[Collection entries]
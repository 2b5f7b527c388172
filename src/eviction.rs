//! LFU eviction bookkeeping with LRU tie-breaking.
//!
//! [`EvictionManager`] composes a [`FrequencyIndex`] (frequency → recency
//! ordered keys) and a [`KeyIndex`] (key → frequency + node handle) and keeps
//! a running minimum frequency, so that every operation is O(1):
//!
//! ```text
//!   register(k)            touch(k)                       eviction_candidate
//!   ───────────            ────────                       ──────────────────
//!   push k to front        detach k from bucket f         back of bucket min_freq
//!   of bucket 1            push k to front of f+1         (oldest among least
//!   min_freq = 1           if bucket f emptied and        frequently used)
//!                          f == min_freq:
//!                            min_freq = f+1
//! ```
//!
//! Buckets are linked to their populated neighbours, so emptying the minimum
//! bucket through `forget` or eviction advances `min_freq` to the next
//! populated frequency without a scan.
//!
//! The manager never sees values. A caller that owns a key/value map reports
//! every mutation; calls that do not match the manager's view (touching or
//! forgetting an untracked key, registering a tracked one) are no-ops that
//! emit a `tracing` warning and bump [`inconsistencies`](EvictionManager::inconsistencies).
//!
//! ## Example
//!
//! ```
//! use freqcache::eviction::EvictionManager;
//!
//! let mut lfu = EvictionManager::new();
//! lfu.register("a");
//! lfu.register("b");
//! lfu.touch(&"a");
//!
//! lfu.register("c");
//! // Three tracked keys, room for two: "b" is least frequent and older than "c".
//! assert_eq!(lfu.eviction_candidate(3, 2), Some("b"));
//! assert_eq!(lfu.eviction_candidate(2, 2), None);
//! ```

use std::borrow::Borrow;
use std::hash::Hash;

use crate::ds::frequency_index::FrequencyIndex;
use crate::ds::key_index::{KeyIndex, KeyRecord};
use crate::error::InvariantError;

/// O(1) LFU+LRU victim selection over a set of tracked keys.
#[derive(Debug)]
pub struct EvictionManager<K> {
    frequencies: FrequencyIndex<K>,
    keys: KeyIndex<K>,
    min_freq: u64,
    inconsistencies: u64,
}

impl<K> EvictionManager<K>
where
    K: Eq + Hash + Clone,
{
    pub fn new() -> Self {
        Self {
            frequencies: FrequencyIndex::new(),
            keys: KeyIndex::new(),
            min_freq: 0,
            inconsistencies: 0,
        }
    }

    /// Creates a manager with room for `capacity` tracked keys.
    pub fn with_capacity(capacity: usize) -> Self {
        Self {
            frequencies: FrequencyIndex::with_capacity(capacity),
            keys: KeyIndex::with_capacity(capacity),
            min_freq: 0,
            inconsistencies: 0,
        }
    }

    /// Number of tracked keys.
    pub fn len(&self) -> usize {
        self.keys.len()
    }

    pub fn is_empty(&self) -> bool {
        self.keys.is_empty()
    }

    #[inline]
    pub fn contains<Q>(&self, key: &Q) -> bool
    where
        K: Borrow<Q>,
        Q: Eq + Hash + ?Sized,
    {
        self.keys.contains(key)
    }

    /// Current touch count of `key`, if tracked.
    #[inline]
    pub fn frequency<Q>(&self, key: &Q) -> Option<u64>
    where
        K: Borrow<Q>,
        Q: Eq + Hash + ?Sized,
    {
        self.keys.get(key).map(|record| record.freq)
    }

    /// Lowest frequency among tracked keys.
    pub fn min_freq(&self) -> Option<u64> {
        (self.min_freq != 0).then_some(self.min_freq)
    }

    /// Number of calls that did not match the tracked state.
    pub fn inconsistencies(&self) -> u64 {
        self.inconsistencies
    }

    /// Starts tracking `key` at frequency 1, as the most recent key.
    ///
    /// Returns `false` (and records an inconsistency) if `key` is already
    /// tracked; its frequency and position are left alone.
    pub fn register(&mut self, key: K) -> bool {
        if self.keys.contains(&key) {
            self.report_inconsistency("register");
            return false;
        }

        let above = (self.min_freq != 0).then_some(self.min_freq);
        let slot = self.frequencies.insert(1, key.clone(), None, above);
        self.keys.insert(key, KeyRecord { freq: 1, slot });
        self.min_freq = 1;
        true
    }

    /// Records an access to `key` and returns its new frequency.
    ///
    /// The key moves to the front of the next bucket up. At `u64::MAX` the
    /// count saturates and only recency is refreshed. Returns `None` (and
    /// records an inconsistency) if `key` is not tracked.
    pub fn touch<Q>(&mut self, key: &Q) -> Option<u64>
    where
        K: Borrow<Q>,
        Q: Eq + Hash + ?Sized,
    {
        let Some(record) = self.keys.get(key) else {
            self.report_inconsistency("touch");
            return None;
        };

        let current = record.freq;
        if current == u64::MAX {
            self.frequencies.move_to_front(current, record.slot);
            return Some(current);
        }
        let next = current + 1;

        let detached = self.frequencies.detach(current, record.slot)?;
        let below = if detached.emptied {
            detached.below
        } else {
            Some(current)
        };
        self.frequencies
            .attach(next, record.slot, below, detached.above);
        self.keys.set_freq(key, next);

        if detached.emptied && self.min_freq == current {
            self.min_freq = next;
        }
        Some(next)
    }

    /// Stops tracking `key`, returning the frequency it had.
    ///
    /// Returns `None` (and records an inconsistency) if `key` is not tracked.
    pub fn forget<Q>(&mut self, key: &Q) -> Option<u64>
    where
        K: Borrow<Q>,
        Q: Eq + Hash + ?Sized,
    {
        let Some(record) = self.keys.remove(key) else {
            self.report_inconsistency("forget");
            return None;
        };

        let (_, detached) = self.frequencies.remove(record.freq, record.slot)?;
        if detached.emptied && self.min_freq == record.freq {
            self.min_freq = detached.above.unwrap_or(0);
        }
        Some(record.freq)
    }

    /// Picks, untracks and returns the key to evict when `tracked_count`
    /// exceeds `capacity`.
    ///
    /// The victim is the least recently touched key of the lowest-frequency
    /// bucket. Returns `None` when there is room or nothing is tracked. The
    /// caller removes the value from its own map.
    pub fn eviction_candidate(&mut self, tracked_count: usize, capacity: usize) -> Option<K> {
        if tracked_count <= capacity || self.min_freq == 0 {
            return None;
        }

        let freq = self.min_freq;
        let slot = self.frequencies.back(freq)?;
        let (key, detached) = self.frequencies.remove(freq, slot)?;
        self.keys.remove(&key);
        if detached.emptied {
            self.min_freq = detached.above.unwrap_or(0);
        }

        tracing::debug!(
            freq,
            tracked = self.keys.len(),
            capacity,
            "evicting least frequently used key"
        );
        Some(key)
    }

    /// The key [`eviction_candidate`](Self::eviction_candidate) would pick,
    /// with its frequency, without removing it.
    pub fn peek_candidate(&self) -> Option<(&K, u64)> {
        if self.min_freq == 0 {
            return None;
        }
        let slot = self.frequencies.back(self.min_freq)?;
        let key = self.frequencies.key(slot)?;
        Some((key, self.min_freq))
    }

    /// All tracked keys in the order they would be evicted.
    pub fn eviction_order(&self) -> Vec<&K> {
        let mut order = Vec::with_capacity(self.len());
        for freq in self.frequencies.frequencies_from(self.min_freq) {
            let start = order.len();
            order.extend(self.frequencies.iter_bucket(freq));
            order[start..].reverse();
        }
        order
    }

    pub fn clear(&mut self) {
        self.frequencies.clear();
        self.keys.clear();
        self.min_freq = 0;
    }

    /// Checks that the key records, the buckets and the running minimum agree.
    pub fn check_invariants(&self) -> Result<(), InvariantError> {
        if self.keys.len() != self.frequencies.len() {
            return Err(InvariantError::new(format!(
                "{} key records but {} bucket entries",
                self.keys.len(),
                self.frequencies.len()
            )));
        }

        if self.keys.is_empty() {
            if self.min_freq != 0 || self.frequencies.bucket_count() != 0 {
                return Err(InvariantError::new(
                    "no tracked keys but minimum frequency or buckets remain",
                ));
            }
            return Ok(());
        }

        match self.frequencies.neighbors(self.min_freq) {
            Some((None, _)) => {},
            Some((Some(below), _)) => {
                return Err(InvariantError::new(format!(
                    "minimum frequency {} has populated bucket {} below it",
                    self.min_freq, below
                )));
            },
            None => {
                return Err(InvariantError::new(format!(
                    "no bucket for minimum frequency {}",
                    self.min_freq
                )));
            },
        }

        for (key, record) in self.keys.iter() {
            if record.freq < self.min_freq || !self.frequencies.contains_bucket(record.freq) {
                return Err(InvariantError::new(format!(
                    "record at frequency {} has no matching bucket",
                    record.freq
                )));
            }
            if self.frequencies.key(record.slot) != Some(key) {
                return Err(InvariantError::new(format!(
                    "slot {} does not hold its key",
                    record.slot.index()
                )));
            }
        }
        Ok(())
    }

    #[cfg(any(test, debug_assertions))]
    pub fn debug_validate_invariants(&self) {
        if let Err(err) = self.check_invariants() {
            panic!("eviction invariant violated: {err}");
        }
        self.frequencies.debug_validate_invariants();
        assert_eq!(self.min_freq(), self.frequencies.lowest_by_scan());
        for (key, record) in self.keys.iter() {
            assert!(
                self.frequencies.iter_bucket(record.freq).any(|k| k == key),
                "key missing from bucket {}",
                record.freq
            );
        }
    }

    fn report_inconsistency(&mut self, operation: &'static str) {
        self.inconsistencies += 1;
        tracing::warn!(
            operation,
            tracked = self.keys.len(),
            "eviction bookkeeping does not match the store"
        );
    }
}

impl<K> Default for EvictionManager<K>
where
    K: Eq + Hash + Clone,
{
    fn default() -> Self {
        Self::new()
    }
}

Directions for this task:
Nothing beyond the lines from the start of the entries through the line with "handle) and keeps" should appear. Repeat those lines exactly, both ends included.

The answer:
repository 2b5f7b527c388172
filename src/eviction.rs
//! LFU eviction bookkeeping with LRU tie-breaking.
//!
//! [`EvictionManager`] composes a [`FrequencyIndex`] (frequency → recency
//! ordered keys) and a [`KeyIndex`] (key → frequency + node handle) and keeps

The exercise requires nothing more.